EXERCISE DIRECTIONS = Every line in the entries where "Result" is found should be copied.

---------- SUPPLIED DATA

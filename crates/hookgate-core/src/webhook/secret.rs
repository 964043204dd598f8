//! Webhook secret resolution.
//!
//! A workflow-specific secret wins over the global fallback. Workflow secrets
//! are memoized in the cache store under `webhook_secret:<webhook_id>`,
//! stamped with the revision (id and `updated_at`) of the workflow they were
//! read from. A cached secret is only served while the caller's copy of the
//! workflow carries the same revision, so a re-imported workflow takes effect
//! on the next request in every process, whatever cache backend each uses.

use std::time::Duration;

use hookgate_types::workflow::WorkflowDefinition;
use secrecy::{ExposeSecret, SecretString};

use crate::store::{BoxCacheStore, CacheStore};

use super::WebhookError;

/// Cache key for a webhook's resolved secret.
pub fn secret_cache_key(webhook_id: &str) -> String {
    format!("webhook_secret:{webhook_id}")
}

/// `<workflow id>@<updated_at in microseconds>`; never contains `:`.
fn revision(workflow: &WorkflowDefinition) -> String {
    format!("{}@{}", workflow.id, workflow.updated_at.timestamp_micros())
}

/// Resolves the HMAC secret for a webhook.
pub struct SecretResolver {
    store: BoxCacheStore,
    global_secret: Option<SecretString>,
    ttl: Duration,
}

impl SecretResolver {
    /// Empty global secrets are treated as absent.
    pub fn new(store: BoxCacheStore, global_secret: Option<SecretString>, ttl: Duration) -> Self {
        let global_secret = global_secret.filter(|s| !s.expose_secret().is_empty());
        Self {
            store,
            global_secret,
            ttl,
        }
    }

    /// Secret for `webhook_id`, given the workflow currently bound to it.
    ///
    /// Returns the workflow secret (cached per revision) or the global
    /// secret; `None` if neither exists.
    pub async fn resolve(
        &self,
        webhook_id: &str,
        workflow: Option<&WorkflowDefinition>,
    ) -> Result<Option<SecretString>, WebhookError> {
        let Some(workflow) = workflow else {
            return Ok(self.global());
        };
        let key = secret_cache_key(webhook_id);
        let current = revision(workflow);

        if let Some(cached) = self.store.get(&key).await? {
            match cached.split_once(':') {
                Some((stamp, secret)) if stamp == current && !secret.is_empty() => {
                    tracing::trace!(webhook_id, "webhook secret served from cache");
                    return Ok(Some(SecretString::from(secret.to_string())));
                }
                _ => tracing::debug!(webhook_id, "cached webhook secret is stale"),
            }
        }

        match workflow.webhook_secret() {
            Some(secret) => {
                self.store
                    .set(&key, &format!("{current}:{secret}"), Some(self.ttl))
                    .await?;
                tracing::debug!(webhook_id, ttl_secs = self.ttl.as_secs(), "cached webhook secret");
                Ok(Some(SecretString::from(secret.to_string())))
            }
            None => Ok(self.global()),
        }
    }

    /// Drop a cached secret.
    pub async fn forget(&self, webhook_id: &str) -> Result<(), WebhookError> {
        self.store.delete(&secret_cache_key(webhook_id)).await?;
        Ok(())
    }

    fn global(&self) -> Option<SecretString> {
        self.global_secret
            .as_ref()
            .map(|s| SecretString::from(s.expose_secret().to_string()))
    }
}
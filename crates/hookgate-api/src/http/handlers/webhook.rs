//! Guarded webhook endpoint.
//!
//! - POST /api/v1/webhooks/{webhook_id} - verify, rate-limit and trigger the bound workflow

use axum::extract::{Path, State};
use axum::http::HeaderMap;
use axum::response::{IntoResponse, Response};
use serde_json::json;

use hookgate_core::webhook::IngressRequest;
use hookgate_types::webhook::SIGNATURE_HEADERS;
use hookgate_types::workflow::TriggerType;

use crate::http::error::{AppError, apply_rate_limit_headers};
use crate::http::extractors::body::RawBody;
use crate::http::extractors::client_ip::ClientIp;
use crate::http::response::ApiResponse;
use crate::state::AppState;

/// First signature header present, in [`SIGNATURE_HEADERS`] order.
///
/// A header with non-UTF-8 bytes still counts as present so that it fails
/// verification instead of being treated as unsigned.
pub fn signature_header(headers: &HeaderMap) -> Option<String> {
    SIGNATURE_HEADERS.iter().find_map(|name| {
        headers
            .get(*name)
            .map(|v| String::from_utf8_lossy(v.as_bytes()).into_owned())
    })
}

/// POST /api/v1/webhooks/{webhook_id} - Trigger a workflow from a webhook.
///
/// The body is hashed exactly as received; it is only parsed after the
/// signature check passes.
#[tracing::instrument(
    name = "receive_webhook",
    skip_all,
    fields(webhook_id = %webhook_id, client_ip = %client_ip)
)]
pub async fn receive_webhook(
    State(state): State<AppState>,
    Path(webhook_id): Path<String>,
    ClientIp(client_ip): ClientIp,
    headers: HeaderMap,
    RawBody(body): RawBody,
) -> Result<Response, AppError> {
    let signature = signature_header(&headers);
    let request = IngressRequest {
        webhook_id: &webhook_id,
        client_ip: &client_ip,
        signature: signature.as_deref(),
        body: &body,
    };
    admit_and_trigger(&state, request)
        .await
        .inspect_err(AppError::log)
}

async fn admit_and_trigger(
    state: &AppState,
    request: IngressRequest<'_>,
) -> Result<Response, AppError> {
    let admitted = state.ingress.admit(request).await?;

    let rate_limit = admitted.rate_limit;
    let execution = state
        .trigger
        .submit(admitted.workflow, admitted.payload, TriggerType::Webhook)
        .await?;

    tracing::info!(
        execution_id = %execution.id,
        workflow_id = %execution.workflow_id,
        "workflow triggered by webhook"
    );

    let data = json!({
        "execution_id": execution.id,
        "workflow_id": execution.workflow_id,
        "workflow_name": execution.workflow_name,
        "status": execution.status,
    });
    let mut response = ApiResponse::success("Workflow triggered", data).into_response();
    apply_rate_limit_headers(response.headers_mut(), &rate_limit);
    Ok(response)
}
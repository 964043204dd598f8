//! HTTP API layer for hookgate.
//!
//! Axum-based API at `/api/v1/`: the guarded webhook endpoint plus
//! execution status, cancellation and history.

pub mod error;
pub mod extractors;
pub mod handlers;
pub mod response;
pub mod router;
//! Envelope response format for all API responses.
//!
//! ```json
//! { "success": true, "message": "...", "data": { ... } }
//! { "success": false, "message": "...", "error": "..." }
//! ```
//!
//! `error` is only present when the server runs with `debug = true`.

use axum::Json;
use axum::http::StatusCode;
use axum::response::{IntoResponse, Response};
use serde::Serialize;

/// Success envelope wrapping handler data.
#[derive(Debug, Serialize)]
pub struct ApiResponse<T: Serialize> {
    pub success: bool,
    pub message: String,
    #[serde(skip_serializing_if = "Option::is_none")]
    pub data: Option<T>,
}

impl<T: Serialize> ApiResponse<T> {
    /// Create a success response with data.
    pub fn success(message: impl Into<String>, data: T) -> Self {
        Self {
            success: true,
            message: message.into(),
            data: Some(data),
        }
    }
}

impl<T: Serialize> IntoResponse for ApiResponse<T> {
    fn into_response(self) -> Response {
        (StatusCode::OK, Json(self)).into_response()
    }
}

/// Failure envelope.
#[derive(Debug, Serialize)]
pub struct ErrorEnvelope {
    pub success: bool,
    pub message: String,
    #[serde(skip_serializing_if = "Option::is_none")]
    pub error: Option<String>,
}

impl ErrorEnvelope {
    pub fn new(message: impl Into<String>, error: Option<String>) -> Self {
        Self {
            success: false,
            message: message.into(),
            error,
        }
    }
}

--------------------

EXERCISE ANSWER =
    ) -> Result<Option<SecretString>, WebhookError> {
    pub async fn forget(&self, webhook_id: &str) -> Result<(), WebhookError> {
) -> Result<Response, AppError> {
) -> Result<Response, AppError> {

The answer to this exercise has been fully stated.